Having watched it in action, it might not be such a ridiculous boast after all — it really is very simple. Offering the player an 8×8 grid (64 tiles), the editor allows players to choose from a selection of interlocking blocks from 12 different city environments (two of which are currently implemented) and fit them together as they please. City backdrops are then generated in the blank squares, though players are free to insert specific landmarks into the backdrop as they please. Once a track has been completed with a start and finish line, players can choose the lighting for the circuit and set up special rules, such as what type of races the track will play host to and any restrictions on cars.
The interesting possibility of a puzzle mode was raised when the possibility of arranging those 64 potential blocks into non-grid configurations came up. Namco was keen to stress it wasn’t confirming or denying anything, but the example of a map with a river running through the middle of it and the player being challenged to create a circuit with the available pieces was certainly raised as a possibility. Namco also didn’t confirm or deny whether advanced editing and customization of individual tiles would be available beyond simply slapping down 64 tiles, but it was again raised as a possibility.
If this all sounds a bit like TrackMania, you’d be right — Ubisoft’s game even includes a puzzle mode with its track editor — though Ridge Racer Unbounded’s circuits are more grounded in reality than its potential rival’s gravity-defying setups. It’s the on-track action that’s chaotic in Namco’s title, with over the top crashes and destructible scenery giving the game a touch of insanity a step beyond taking corners sideways.
Namco’s anticipating integrating the City Creator into the whole Ridge Racer Unbounded experience. The team’s planning to let players unlock additional elements with which to build their tracks throughout the course of the single player career mode, and likewise is building that career mode using the same blocks that will be available to players.

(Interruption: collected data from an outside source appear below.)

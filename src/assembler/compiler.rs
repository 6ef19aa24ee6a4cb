// SPDX-License-Identifier: GPL-3.0-or-later
// Copyright (C) 2026 Erik van der Tier

//! Stage-2 parser: compiles the statement stream into the prototype tree.
//!
//! Each scope gets a fresh emitter plus two scope-local tables (label name →
//! label handle, prototype name → registry entry). All recursive scopes
//! drain one shared forward-only statement cursor: a nested
//! `.start_prototype` consumes statements from the same stream as its
//! parent, and the cursor is threaded explicitly through every call.
//!
//! Two forward-reference mechanisms resolve at different times. Labels are
//! scope-local and resolve inside the emitter's finalize. Prototype
//! references may name a scope that has not been scanned yet, so they go
//! through a dense temporary id and a fix-up pass that runs once the whole
//! scope, every nested child included, has been walked.

use std::collections::HashMap;

use crate::assembler::emitter::{CodeEmitter, EmitError, Label};
use crate::assembler::registry::{emit_error_to_diagnostic, StatementRegistry};
use crate::core::error::{AsmError, AsmErrorKind, Diagnostic, Severity};
use crate::core::statement::{Statement, StatementCursor, StatementKind};
use crate::core::token::{SourcePos, Token, TokenKind};
use crate::vm::bytecode::{Bytecode, ConstantPool, Prototype};
use crate::vm::isa::{
    cond_bits, encode_u16_u32, field_a, field_b_u32, opcode_bits, Cond, Opcode,
};
use crate::vm::limits::MAX_PROTOTYPES;

/// Name recorded for the entry scope.
pub const ROOT_PROTOTYPE_NAME: &str = "main";

/// Scope-local forward-reference record for one prototype name. Its index in
/// the entry vector is the temporary id carried by pending load
/// instructions; no re-hash happens at resolution time.
#[derive(Debug)]
struct ProtoEntry {
    name: String,
    first_ref: Token,
    resolved: Option<u32>,
}

/// The per-scope compilation state handed to statement processors: the
/// scope's emitter, its label and prototype tables, and the shared constant
/// pool.
#[derive(Debug)]
pub struct ScopeContext<'a> {
    emitter: CodeEmitter,
    labels: HashMap<String, Label>,
    proto_ids: HashMap<String, u32>,
    proto_entries: Vec<ProtoEntry>,
    constants: &'a mut ConstantPool,
}

impl<'a> ScopeContext<'a> {
    fn new(constants: &'a mut ConstantPool) -> Self {
        Self {
            emitter: CodeEmitter::new(),
            labels: HashMap::new(),
            proto_ids: HashMap::new(),
            proto_entries: Vec::new(),
            constants,
        }
    }

    pub fn emitter_mut(&mut self) -> &mut CodeEmitter {
        &mut self.emitter
    }

    /// Label handle for `name`, creating an undefined label on first use.
    pub fn get_or_create_label(&mut self, name: &str, token: &Token) -> Label {
        if let Some(label) = self.labels.get(name) {
            return *label;
        }
        let label = self.emitter.new_label(token);
        self.labels.insert(name.to_string(), label);
        label
    }

    /// Dense temporary id for a prototype name, creating the registry entry
    /// on first reference.
    pub fn prototype_temp_id(&mut self, name: &str, token: &Token) -> Result<u32, Diagnostic> {
        if let Some(id) = self.proto_ids.get(name) {
            return Ok(*id);
        }
        if self.proto_entries.len() as u64 >= u64::from(MAX_PROTOTYPES) {
            return Err(Diagnostic::at_token(
                token,
                AsmError::new(
                    AsmErrorKind::Limit,
                    format!("Too many prototypes referenced (limit {MAX_PROTOTYPES})"),
                ),
            ));
        }
        let id = self.proto_entries.len() as u32;
        self.proto_entries.push(ProtoEntry {
            name: name.to_string(),
            first_ref: token.clone(),
            resolved: None,
        });
        self.proto_ids.insert(name.to_string(), id);
        Ok(id)
    }

    pub fn add_integer_constant(&mut self, value: i64, anchor: &Token) -> Result<u32, Diagnostic> {
        self.constants
            .add_integer(value)
            .map_err(|err| Diagnostic::at_token(anchor, AsmError::new(AsmErrorKind::Limit, err.to_string())))
    }

    pub fn add_string_constant(
        &mut self,
        value: String,
        anchor: &Token,
    ) -> Result<u32, Diagnostic> {
        self.constants
            .add_string(value)
            .map_err(|err| Diagnostic::at_token(anchor, AsmError::new(AsmErrorKind::Limit, err.to_string())))
    }
}

/// Drives the statement stream into a resolved [`Bytecode`].
pub struct Compiler<'a> {
    registry: &'a StatementRegistry,
    input_name: String,
}

impl<'a> Compiler<'a> {
    pub fn new(registry: &'a StatementRegistry, input_name: &str) -> Self {
        Self {
            registry,
            input_name: input_name.to_string(),
        }
    }

    /// Compile the whole stream. The first failure in any scope unwinds the
    /// entire compilation; no partial bytecode is produced.
    pub fn compile(&self, cursor: &mut StatementCursor<'_>) -> Result<Bytecode, Diagnostic> {
        let mut constants = ConstantPool::new();
        let root = self.compile_scope(
            cursor,
            &mut constants,
            ROOT_PROTOTYPE_NAME,
            SourcePos::default(),
            None,
        )?;
        Ok(Bytecode {
            root,
            constants: constants.into_constants(),
        })
    }

    // One recursive scope. `opened_at` is the `.start_prototype` token for
    // nested scopes and `None` for the EOF-safe root.
    fn compile_scope(
        &self,
        cursor: &mut StatementCursor<'_>,
        constants: &mut ConstantPool,
        name: &str,
        defined_at: SourcePos,
        opened_at: Option<&Token>,
    ) -> Result<Prototype, Diagnostic> {
        let mut ctx = ScopeContext::new(constants);
        let mut proto = Prototype::new(self.input_name.clone(), name, defined_at);

        loop {
            let statement = match cursor.next() {
                Some(statement) => statement,
                None => match opened_at {
                    None => break,
                    Some(directive) => {
                        return Err(Diagnostic::at_token(
                            directive,
                            AsmError::new(
                                AsmErrorKind::Compile,
                                format!("Unexpected end of input: prototype '{name}' is missing '.end_prototype'"),
                            ),
                        ));
                    }
                },
            };

            match statement.kind {
                StatementKind::Comment => continue,
                StatementKind::Instruction => self.registry.compile(&mut ctx, statement)?,
                StatementKind::LabelDeclare => define_label(&mut ctx, statement.leading())?,
                StatementKind::AssemblerDirective => {
                    if self.directive(&mut ctx, cursor, &mut proto, statement)? {
                        break;
                    }
                }
            }
        }

        let mut instructions = ctx.emitter.finalize().map_err(|err| match err {
            EmitError::UndefinedLabel { origin } => Diagnostic::at_token(
                &origin,
                AsmError::new(AsmErrorKind::Emitter, "Use of undefined label"),
            ),
            other => self.internal_error(other.to_string()),
        })?;

        self.fix_prototype_loads(&ctx, &mut instructions)?;
        proto.instructions = instructions;
        Ok(proto)
    }

    // Handle one directive statement. Returns true when the scope ends.
    fn directive(
        &self,
        ctx: &mut ScopeContext<'_>,
        cursor: &mut StatementCursor<'_>,
        proto: &mut Prototype,
        statement: &Statement,
    ) -> Result<bool, Diagnostic> {
        let leading = statement.leading();
        let directive = match &leading.kind {
            TokenKind::DirectiveName(name) => name.as_str(),
            other => {
                return Err(self.internal_error(format!(
                    "Directive dispatch on {} token",
                    other.name()
                )));
            }
        };

        match directive {
            "start_prototype" => {
                let mut tokens = statement.cursor();
                tokens.next()?;
                let (name_token, proto_name) = tokens.next_identifier()?;
                if !tokens.is_exhausted() {
                    return Err(Diagnostic::at_token(
                        tokens.next()?,
                        AsmError::new(AsmErrorKind::Compile, "Unexpected extra operand"),
                    ));
                }

                let temp_id = ctx.prototype_temp_id(proto_name, name_token)?;
                if ctx.proto_entries[temp_id as usize].resolved.is_some() {
                    return Err(Diagnostic::at_token(
                        name_token,
                        AsmError::new(
                            AsmErrorKind::Compile,
                            format!("Double prototype definition: '{proto_name}'"),
                        ),
                    ));
                }

                let child = self.compile_scope(
                    cursor,
                    ctx.constants,
                    proto_name,
                    name_token.start,
                    Some(leading),
                )?;
                proto.children.push(child);
                ctx.proto_entries[temp_id as usize].resolved =
                    Some((proto.children.len() - 1) as u32);
                Ok(false)
            }
            "end_prototype" => {
                let mut tokens = statement.cursor();
                tokens.next()?;
                if !tokens.is_exhausted() {
                    return Err(Diagnostic::at_token(
                        tokens.next()?,
                        AsmError::new(AsmErrorKind::Compile, "Unexpected extra operand"),
                    ));
                }
                Ok(true)
            }
            other => Err(Diagnostic::at_token(
                leading,
                AsmError::new(
                    AsmErrorKind::Compile,
                    format!("Unknown directive '.{other}'"),
                ),
            )),
        }
    }

    // Rewrite every pending prototype load in place: placeholder opcode →
    // real load opcode, temporary id → resolved child index.
    fn fix_prototype_loads(
        &self,
        ctx: &ScopeContext<'_>,
        instructions: &mut [u64],
    ) -> Result<(), Diagnostic> {
        for word in instructions.iter_mut() {
            if opcode_bits(*word) != Opcode::LoadPrototypePending as u8 {
                continue;
            }
            let temp_id = field_b_u32(*word) as usize;
            let entry = ctx
                .proto_entries
                .get(temp_id)
                .ok_or_else(|| self.internal_error(format!("Fix-up id {temp_id} out of range")))?;
            let resolved = match entry.resolved {
                Some(index) => index,
                None => {
                    return Err(Diagnostic::at_token(
                        &entry.first_ref,
                        AsmError::new(
                            AsmErrorKind::Compile,
                            format!("Undefined prototype '{}' referenced", entry.name),
                        ),
                    ));
                }
            };
            let cond = Cond::from_u8(cond_bits(*word))
                .ok_or_else(|| self.internal_error("Bad condition bits in fix-up".to_string()))?;
            *word = encode_u16_u32(Opcode::LoadPrototype, cond, field_a(*word), resolved);
        }
        Ok(())
    }

    fn internal_error(&self, message: String) -> Diagnostic {
        Diagnostic::new(
            0,
            Severity::Error,
            AsmError::new(AsmErrorKind::Internal, message),
        )
        .with_file(Some(self.input_name.clone()))
    }
}

fn define_label(ctx: &mut ScopeContext<'_>, token: &Token) -> Result<(), Diagnostic> {
    let name = match &token.kind {
        TokenKind::LabelDecl(name) => name.clone(),
        other => {
            return Err(Diagnostic::at_token(
                token,
                AsmError::new(
                    AsmErrorKind::Internal,
                    format!("Label definition on {} token", other.name()),
                ),
            ));
        }
    };
    let label = ctx.get_or_create_label(&name, token);
    ctx.emitter.define_label(label).map_err(|err| match err {
        EmitError::LabelRedefined => Diagnostic::at_token(
            token,
            AsmError::new(
                AsmErrorKind::Emitter,
                format!("Double label definition: Label '{name}'"),
            ),
        ),
        other => emit_error_to_diagnostic(other, token),
    })
}

#[cfg(test)]
mod tests {
    use super::*;
    use crate::assembler::processors::default_registry;
    use crate::core::lexer::tokenize;
    use crate::core::statement::group;

    fn compile(source: &str) -> Result<Bytecode, Diagnostic> {
        let lex = tokenize("<test>", source).expect("tokenize");
        let statements = group(&lex.tokens).expect("group");
        let registry = default_registry().expect("registry");
        let compiler = Compiler::new(&registry, "<test>");
        compiler.compile(&mut StatementCursor::new(&statements))
    }

    #[test]
    fn empty_input_yields_empty_root() {
        let bytecode = compile("").expect("compile");
        assert_eq!(bytecode.root.name, ROOT_PROTOTYPE_NAME);
        assert!(bytecode.root.instructions.is_empty());
        assert!(bytecode.root.children.is_empty());
        assert!(bytecode.constants.is_empty());
    }

    #[test]
    fn nested_scope_without_terminator_fails() {
        let err = compile(".start_prototype inner\nnop").unwrap_err();
        assert!(err.message().contains("missing '.end_prototype'"));
        assert_eq!(err.line(), 1);
    }

    #[test]
    fn unknown_directive_is_scope_fatal() {
        let err = compile(".align 4").unwrap_err();
        assert_eq!(err.message(), "Unknown directive '.align'");
    }

    #[test]
    fn root_end_prototype_stops_consumption() {
        let bytecode = compile("nop\n.end_prototype\nret").expect("compile");
        assert_eq!(bytecode.root.instructions.len(), 1);
    }

    #[test]
    fn double_label_definition_is_scope_fatal() {
        let err = compile(":here:\n:here:").unwrap_err();
        assert_eq!(err.message(), "Double label definition: Label 'here'");
        assert_eq!(err.line(), 2);
    }

    #[test]
    fn double_prototype_definition_is_scope_fatal() {
        let err = compile(
            ".start_prototype f\n.end_prototype\n.start_prototype f\n.end_prototype",
        )
        .unwrap_err();
        assert_eq!(err.message(), "Double prototype definition: 'f'");
    }

    #[test]
    fn sibling_scopes_have_independent_labels() {
        let source = "\
.start_prototype one
:spot:
b =spot
.end_prototype
.start_prototype two
:spot:
b =spot
.end_prototype
";
        let bytecode = compile(source).expect("compile");
        assert_eq!(bytecode.root.children.len(), 2);
    }
}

The community aspect will be very important to the game, though that hasn’t been implemented as yet.
All in all, Ridge Racer Unbounded is looking very exciting. The potential replayability that the addition of user generated content offers is enormous, and will help give the game a huge lifespan. If Namco does want to go down the DLC route with the game in the future, too, there’s no reason why they can’t offer additional city blocks and environments for download and inclusion into custom tracks, such as what LittleBigPlanet offers with its content packs.
Ridge Racer Unbounded is due out next year for PS3, Xbox 360 and PC.